China; the name itself invokes visions of a far off land full of ancient wonders, rich culture and spiritual mysticism. It has an extensive written history with written records dating back about 4,000 years, and is considered one of the four great ancient civilizations of the world.
While China is a popular tourist destination, there is an even better way to explore its historical architecture and vibrant culture; by teaching English in China. China has the highest demand for english teachers in the world right now, more than any other country and is hands down the easiest place in the world to land a job teaching English. China is also a huge country both in terms of population and physical size and as such, makes it a great place to travel on your weekends and holidays off from the 9 to 5. Without further ado, the 5 coolest things to see while teaching English in China.
Located in beautiful Hangzhou in Eastern China, West lake is a sight to behold. Spread out over an area of about 6.5 square kilometres, West Lake is a serene and beautiful spot that is famous for its scenery and is a setting for many traditional Chinese romantic legends. A great getaway for the expat teaching English in one of the (many) more populated and bustling cities in China, West Lake offers a chance to relax and recuperate from the rat race of city life. There are many great activities to participate in including viewing koi fish at the flower pond, visiting the Leifeng pagoda and the mysterious “Three Pools Mirroring the Moon” section that produces an optical illusion making it seem as if one is surrounded by multiple moons.
Few animals are as closely related to China as that of the giant panda, and no experience teaching English there is complete without a visit to a panda reserve. Giant pandas are gentle and placid creatures that spend the majority of their lives eating and sleeping, a feat most of us can envy immensely. They live in bamboo forests (bamboo being their main food source) and even without the pandas, the forests themselves are a magnificent sight to behold.
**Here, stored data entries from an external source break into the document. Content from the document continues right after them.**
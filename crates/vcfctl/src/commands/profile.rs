//! Profile management command implementations

use crate::cli::{OutputFormat, ProfileCommands};
use crate::connection::ConnectionManager;
use crate::error::{Result as CliResult, VcfCtlError};
use crate::output::print_json;
use serde_json::json;
use tracing::{debug, info};
use vcfctl_core::config::{ConfigError, CredentialStore};
use vcfctl_core::{Config, Profile};

/// Handle profile management commands
pub fn handle_profile_command(
    profile_cmd: &ProfileCommands,
    conn_mgr: &mut ConnectionManager,
    output_format: OutputFormat,
) -> CliResult<()> {
    use ProfileCommands::*;

    match profile_cmd {
        List => handle_list(conn_mgr, output_format),
        Path => handle_path(conn_mgr, output_format),
        Show { name } => handle_show(conn_mgr, name, output_format),
        Set {
            name,
            host,
            port,
            username,
            password,
            allow_unverified_tls,
            poll_interval,
            default,
            #[cfg(feature = "secure-storage")]
            use_keyring,
        } => {
            #[cfg(not(feature = "secure-storage"))]
            let use_keyring = &false;
            let profile = Profile {
                host: host.clone(),
                port: *port,
                username: username.clone(),
                password: store_password(name, password.as_deref(), *use_keyring)?,
                allow_unverified_tls: *allow_unverified_tls,
                poll_interval_secs: *poll_interval,
                refresh_after_secs: None,
            };
            handle_set(conn_mgr, name, profile, *default)
        }
        Remove { name } => handle_remove(conn_mgr, name),
        Default { name } => handle_default(conn_mgr, name),
    }
}

fn config_path_display(conn_mgr: &ConnectionManager) -> Option<String> {
    conn_mgr
        .config_path
        .clone()
        .or_else(|| Config::config_path().ok())
        .map(|p| p.display().to_string())
}

fn password_state(profile: &Profile) -> &'static str {
    match &profile.password {
        Some(p) if CredentialStore::is_keyring_reference(p) => "keyring",
        Some(_) => "stored",
        None => "prompt",
    }
}

fn handle_list(conn_mgr: &ConnectionManager, output_format: OutputFormat) -> CliResult<()> {
    let profiles = conn_mgr.config.list_profiles();
    debug!("Found {} profiles", profiles.len());
    let default = conn_mgr.config.default_profile.as_deref();

    if output_format.is_json() {
        let list: Vec<_> = profiles
            .iter()
            .map(|(name, profile)| {
                json!({
                    "name": name,
                    "base_url": profile.base_url(),
                    "username": profile.username,
                    "is_default": default == Some(name.as_str()),
                })
            })
            .collect();
        return print_json(&json!({
            "config_path": config_path_display(conn_mgr),
            "profiles": list,
        }));
    }

    if profiles.is_empty() {
        println!("No profiles configured.");
        println!("Create one with: vcfctl profile set <name> --host <host> --username <user>");
        return Ok(());
    }

    println!("{:<2}{:<20} {:<40} USERNAME", "", "NAME", "URL");
    for (name, profile) in profiles {
        let marker = if default == Some(name.as_str()) { "*" } else { "" };
        println!(
            "{:<2}{:<20} {:<40} {}",
            marker,
            name,
            profile.base_url(),
            profile.username
        );
    }
    Ok(())
}

fn handle_path(conn_mgr: &ConnectionManager, output_format: OutputFormat) -> CliResult<()> {
    let path = config_path_display(conn_mgr).ok_or(ConfigError::ConfigDirError)?;
    if output_format.is_json() {
        print_json(&json!({ "config_path": path }))
    } else {
        println!("{path}");
        Ok(())
    }
}

fn handle_show(
    conn_mgr: &ConnectionManager,
    name: &str,
    output_format: OutputFormat,
) -> CliResult<()> {
    let profile = conn_mgr.config.get_profile(name)?;
    let is_default = conn_mgr.config.default_profile.as_deref() == Some(name);

    if output_format.is_json() {
        return print_json(&json!({
            "name": name,
            "base_url": profile.base_url(),
            "username": profile.username,
            "password": password_state(profile),
            "allow_unverified_tls": profile.allow_unverified_tls,
            "poll_interval_secs": profile.poll_interval().as_secs(),
            "is_default": is_default,
        }));
    }

    println!("Profile:        {name}{}", if is_default { " (default)" } else { "" });
    println!("URL:            {}", profile.base_url());
    println!("Username:       {}", profile.username);
    println!("Password:       {}", password_state(profile));
    println!("Unverified TLS: {}", profile.allow_unverified_tls);
    println!("Poll interval:  {}s", profile.poll_interval().as_secs());
    Ok(())
}

fn store_password(
    name: &str,
    password: Option<&str>,
    use_keyring: bool,
) -> CliResult<Option<String>> {
    let Some(password) = password else {
        return Ok(None);
    };
    if !use_keyring {
        return Ok(Some(password.to_string()));
    }

    let store = CredentialStore::new();
    let stored = store.store_credential(&format!("{name}-password"), password)?;
    if CredentialStore::is_keyring_reference(&stored) {
        println!("Password stored securely in OS keyring");
    } else {
        println!("OS keyring unavailable, password stored in the config file");
    }
    Ok(Some(stored))
}

fn handle_set(
    conn_mgr: &mut ConnectionManager,
    name: &str,
    profile: Profile,
    make_default: bool,
) -> CliResult<()> {
    if profile.host.trim().is_empty() {
        return Err(VcfCtlError::InvalidInput {
            message: "host must not be empty".to_string(),
        });
    }

    let replaced = conn_mgr.config.profiles.contains_key(name);
    conn_mgr.config.set_profile(name.to_string(), profile);
    if make_default || conn_mgr.config.default_profile.is_none() {
        conn_mgr.config.default_profile = Some(name.to_string());
    }
    conn_mgr.save_config()?;

    info!("Saved profile {}", name);
    let verb = if replaced { "Updated" } else { "Created" };
    println!("{verb} profile '{name}'");
    Ok(())
}

fn handle_remove(conn_mgr: &mut ConnectionManager, name: &str) -> CliResult<()> {
    let profile = conn_mgr
        .config
        .remove_profile(name)
        .ok_or_else(|| ConfigError::ProfileNotFound {
            name: name.to_string(),
        })?;

    if let Some(password) = &profile.password {
        CredentialStore::new().delete_credential(password)?;
    }
    conn_mgr.save_config()?;

    println!("Removed profile '{name}'");
    Ok(())
}

fn handle_default(conn_mgr: &mut ConnectionManager, name: &str) -> CliResult<()> {
    conn_mgr.config.get_profile(name)?;
    conn_mgr.config.default_profile = Some(name.to_string());
    conn_mgr.save_config()?;

    println!("Default profile set to '{name}'");
    Ok(())
}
There are four main panda reserves in Chengdu and you would do well to visit any one of them. They all do great work, and it’s thanks to their efforts that giant pandas were taken off the endangered species list in 2016 (they are now on the “vulnerable” list). So take a break from teaching your students English, and see what other wildlife China has to offer! There are many different kinds of tours and activities involving Pandas, some involving simply viewing the creatures and even more immersive ones that last days where you can track wild pandas in their natural habitats.
Flowing 83 kilometres from Guilin to Yangshuo in Southern China, the Li River has been named one of the “top ten watery wonders” by National geographic. The scenery is picturesque and stunning with the view consisting mainly of wild Karst mountains. Like West Lake, it’s a perfect spot to escape the hustle and bustle of teaching English in a Chinese city. One of the most popular ways to explore the scenery is by river cruise, an activity that attracts millions of tourists every year. These cruises are about 4 to 5 hours and are extremely relaxed affairs with buffets and mini bars, and some of the fancier boats even boasting air conditioning and TV screens. The more adventurous can take a bamboo rafting tour that takes place much closer to the water offering a more authentic (albeit less luxurious) nature experience.
The terracotta army is a collection of clay sculptures that were made with the purpose of protecting Emperor Qin Shi Huang in the afterlife. The figures date back to the 3rd century BCE and are located in Xi’an, the excavation site which has since been turned into a museum. It is estimated that the terracotta army contains over 8000 soldiers, 130 chariots and 670 horses, the majority which are still buried in the pits nearby to main excavation site. There are also other non military figures buried to accompany the Emperor into the afterlife including strongmen, acrobats and musicians. The figures are life sized and vary immensely from one another in many ways including uniforms, hairstyles and even faces. The terracotta army is unlike anything in the world and make a great (even a little spooky!) little break from teaching English in China on a weekend or holiday.
Unsurprisingly, the world famous great wall tops the list of coolest things to see while teaching English in China. Spanning approximately 20,900 kilometers, the great wall was begun in the third century BC as a means of protection from barbarian nomads in the North. One of the factors that makes it so amazing is the fact that it was built before modern machinery and thusly, built entirely by hand out of brick, stone, sand, and soil. Millions of the workers building the wall died in the process and were buried under it lending it the nickname “The Longest Cemetery on Earth.” The most famous section of the wall is called Badaling and is also the busiest. For a less touristy experience, one can visit the wilder sections like Jiankou or Simatai. There are many activities one can do on the great wall like hiking, camping or even riding a rollercoaster!